Your task is to copy every line of the entries that contains "crate".

ENTRIES PROVIDED –
((

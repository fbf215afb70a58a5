// ABOUTME: Database operations for meal entries
// ABOUTME: Insert and ranged listing with per-user isolation
//
// SPDX-License-Identifier: MIT OR Apache-2.0
// Copyright (c) 2025 Fitlog Contributors

use chrono::{DateTime, Utc};
use sqlx::sqlite::SqliteRow;
use sqlx::{Row, SqlitePool};
use uuid::Uuid;

use crate::database::{row_timestamp, row_uuid, DEFAULT_LIST_LIMIT};
use crate::errors::{AppError, AppResult};
use crate::models::{MealRecord, NewMeal};

/// Meal entry database operations
pub struct MealManager {
    pool: SqlitePool,
}

impl MealManager {
    /// Create a new meal manager
    #[must_use]
    pub const fn new(pool: SqlitePool) -> Self {
        Self { pool }
    }

    /// Insert a meal entry
    ///
    /// # Errors
    ///
    /// Returns an error if the payload fails validation or the insert fails.
    pub async fn create(&self, user_id: Uuid, entry: &NewMeal) -> AppResult<MealRecord> {
        entry.validate()?;

        let id = Uuid::new_v4();
        let now = Utc::now();

        sqlx::query(
            r"
            INSERT INTO meal_records
                (id, user_id, description, calories, protein_g, carbs_g, fats_g, eaten_at, created_at, updated_at)
            VALUES ($1, $2, $3, $4, $5, $6, $7, $8, $9, $9)
            ",
        )
        .bind(id.to_string())
        .bind(user_id.to_string())
        .bind(&entry.description)
        .bind(entry.calories)
        .bind(entry.protein_g)
        .bind(entry.carbs_g)
        .bind(entry.fats_g)
        .bind(entry.eaten_at.to_rfc3339())
        .bind(now.to_rfc3339())
        .execute(&self.pool)
        .await
        .map_err(|e| AppError::database(format!("Failed to insert meal: {e}")))?;

        Ok(MealRecord {
            id,
            user_id,
            description: entry.description.clone(),
            calories: entry.calories,
            protein_g: entry.protein_g,
            carbs_g: entry.carbs_g,
            fats_g: entry.fats_g,
            eaten_at: entry.eaten_at,
            created_at: now,
            updated_at: now,
        })
    }

    /// List meals in a time range, newest first
    ///
    /// # Errors
    ///
    /// Returns an error if the query fails.
    pub async fn list(
        &self,
        user_id: Uuid,
        start: Option<DateTime<Utc>>,
        end: Option<DateTime<Utc>>,
        limit: Option<i64>,
    ) -> AppResult<Vec<MealRecord>> {
        let rows = sqlx::query(
            r"
            SELECT id, user_id, description, calories, protein_g, carbs_g, fats_g, eaten_at, created_at, updated_at
            FROM meal_records
            WHERE user_id = $1
              AND ($2 IS NULL OR eaten_at >= $2)
              AND ($3 IS NULL OR eaten_at <= $3)
            ORDER BY eaten_at DESC
            LIMIT $4
            ",
        )
        .bind(user_id.to_string())
        .bind(start.map(|t| t.to_rfc3339()))
        .bind(end.map(|t| t.to_rfc3339()))
        .bind(limit.unwrap_or(DEFAULT_LIST_LIMIT))
        .fetch_all(&self.pool)
        .await
        .map_err(|e| AppError::database(format!("Failed to list meals: {e}")))?;

        rows.iter().map(Self::row_to_record).collect()
    }

    fn row_to_record(row: &SqliteRow) -> AppResult<MealRecord> {
        Ok(MealRecord {
            id: row_uuid(row, "id")?,
            user_id: row_uuid(row, "user_id")?,
            description: row
                .try_get("description")
                .map_err(|e| AppError::database(format!("Failed to read description: {e}")))?,
            calories: row
                .try_get("calories")
                .map_err(|e| AppError::database(format!("Failed to read calories: {e}")))?,
            protein_g: row
                .try_get("protein_g")
                .map_err(|e| AppError::database(format!("Failed to read protein_g: {e}")))?,
            carbs_g: row
                .try_get("carbs_g")
                .map_err(|e| AppError::database(format!("Failed to read carbs_g: {e}")))?,
            fats_g: row
                .try_get("fats_g")
                .map_err(|e| AppError::database(format!("Failed to read fats_g: {e}")))?,
            eaten_at: row_timestamp(row, "eaten_at")?,
            created_at: row_timestamp(row, "created_at")?,
            updated_at: row_timestamp(row, "updated_at")?,
        })
    }
}
// ABOUTME: Integration tests for plan listing, creation, and generation
// ABOUTME: Covers id lookups, context-backed generation, and auth
//
// SPDX-License-Identifier: MIT OR Apache-2.0
// Copyright (c) 2025 Fitlog Contributors
#![allow(clippy::unwrap_used, clippy::expect_used, clippy::panic)]
#![allow(missing_docs, clippy::missing_errors_doc, clippy::missing_panics_doc)]

mod common;

use anyhow::Result;
use http::StatusCode;
use serde_json::json;
use uuid::Uuid;

use common::{request_json, scripted_plan, test_resources, test_router, test_user, TestLlmProvider};

#[tokio::test]
async fn plans_create_and_list() -> Result<()> {
    let resources = test_resources(None).await?;
    let router = test_router(&resources);
    let (_, token) = test_user(&resources)?;

    let (status, created) = request_json(
        &router,
        "POST",
        "/api/plans",
        Some(&token),
        Some(json!({
            "plan_type": "diet",
            "title": "Cut Week",
            "summary": "Calorie deficit basics",
            "content": {"schedule": []}
        })),
    )
    .await?;
    assert_eq!(status, StatusCode::CREATED);
    assert_eq!(created["title"], "Cut Week");

    let (status, listed) = request_json(&router, "GET", "/api/plans", Some(&token), None).await?;
    assert_eq!(status, StatusCode::OK);
    assert_eq!(listed["data"].as_array().unwrap().len(), 1);

    let id = created["id"].as_str().unwrap();
    let (status, by_id) = request_json(
        &router,
        "GET",
        &format!("/api/plans?id={id}"),
        Some(&token),
        None,
    )
    .await?;
    assert_eq!(status, StatusCode::OK);
    assert_eq!(by_id["data"][0]["id"], created["id"]);
    Ok(())
}

#[tokio::test]
async fn plans_unknown_id_is_not_found() -> Result<()> {
    let resources = test_resources(None).await?;
    let router = test_router(&resources);
    let (_, token) = test_user(&resources)?;

    let (status, body) = request_json(
        &router,
        "GET",
        &format!("/api/plans?id={}", Uuid::new_v4()),
        Some(&token),
        None,
    )
    .await?;
    assert_eq!(status, StatusCode::NOT_FOUND);
    assert_eq!(body["error"]["code"], "RESOURCE_NOT_FOUND");
    Ok(())
}

#[tokio::test]
async fn plans_create_rejects_empty_title() -> Result<()> {
    let resources = test_resources(None).await?;
    let router = test_router(&resources);
    let (_, token) = test_user(&resources)?;

    let (status, body) = request_json(
        &router,
        "POST",
        "/api/plans",
        Some(&token),
        Some(json!({"plan_type": "workout", "title": "  ", "content": {}})),
    )
    .await?;
    assert_eq!(status, StatusCode::BAD_REQUEST);
    assert_eq!(body["error"]["code"], "INVALID_INPUT");
    Ok(())
}

#[tokio::test]
async fn plans_generate_persists_and_returns_rendering() -> Result<()> {
    let rendering = "Here is Starter Block, three days a week. Happy with it?";
    let llm = TestLlmProvider::new(vec![scripted_plan("workout"), rendering.to_owned()]);
    let resources = test_resources(Some(llm)).await?;
    let router = test_router(&resources);
    let (user_id, token) = test_user(&resources)?;

    // Seed some history so generation context is exercised
    resources
        .database
        .weights()
        .create(
            user_id,
            &fitlog_server::models::NewWeight {
                weight: 180.0,
                unit: fitlog_server::models::WeightUnit::Lbs,
                recorded_at: chrono::Utc::now(),
            },
        )
        .await?;

    let (status, body) = request_json(
        &router,
        "POST",
        "/api/plans/generate",
        Some(&token),
        Some(json!({"planType": "workout", "focus": "strength"})),
    )
    .await?;

    assert_eq!(status, StatusCode::CREATED);
    assert_eq!(body["content"], rendering);
    assert_eq!(body["plan"]["plan_type"], "workout");

    let plans = resources.database.plans().list(user_id, None).await?;
    assert_eq!(plans.len(), 1);
    assert_eq!(plans[0].title, "Starter Block");
    Ok(())
}

#[tokio::test]
async fn plans_generate_rejects_zero_duration() -> Result<()> {
    let resources = test_resources(None).await?;
    let router = test_router(&resources);
    let (_, token) = test_user(&resources)?;

    // Validation fires before the credential check
    let (status, body) = request_json(
        &router,
        "POST",
        "/api/plans/generate",
        Some(&token),
        Some(json!({"planType": "workout", "duration_weeks": 0})),
    )
    .await?;
    assert_eq!(status, StatusCode::BAD_REQUEST);
    assert_eq!(body["error"]["code"], "VALUE_OUT_OF_RANGE");
    Ok(())
}

#[tokio::test]
async fn plans_generate_without_credential_is_config_error() -> Result<()> {
    let resources = test_resources(None).await?;
    let router = test_router(&resources);
    let (_, token) = test_user(&resources)?;

    let (status, body) = request_json(
        &router,
        "POST",
        "/api/plans/generate",
        Some(&token),
        Some(json!({"planType": "diet"})),
    )
    .await?;
    assert_eq!(status, StatusCode::INTERNAL_SERVER_ERROR);
    assert_eq!(body["error"]["code"], "CONFIG_MISSING");
    Ok(())
}

#[tokio::test]
async fn plans_require_authentication() -> Result<()> {
    let resources = test_resources(None).await?;
    let router = test_router(&resources);

    let (status, _) = request_json(&router, "GET", "/api/plans", None, None).await?;
    assert_eq!(status, StatusCode::UNAUTHORIZED);

    let (status, _) = request_json(
        &router,
        "POST",
        "/api/plans/generate",
        None,
        Some(json!({"planType": "workout"})),
    )
    .await?;
    assert_eq!(status, StatusCode::UNAUTHORIZED);
    Ok(())
}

))

ANSWER TO THE PROBLEM –
use crate::database::{row_timestamp, row_uuid, DEFAULT_LIST_LIMIT};
use crate::errors::{AppError, AppResult};
use crate::models::{MealRecord, NewMeal};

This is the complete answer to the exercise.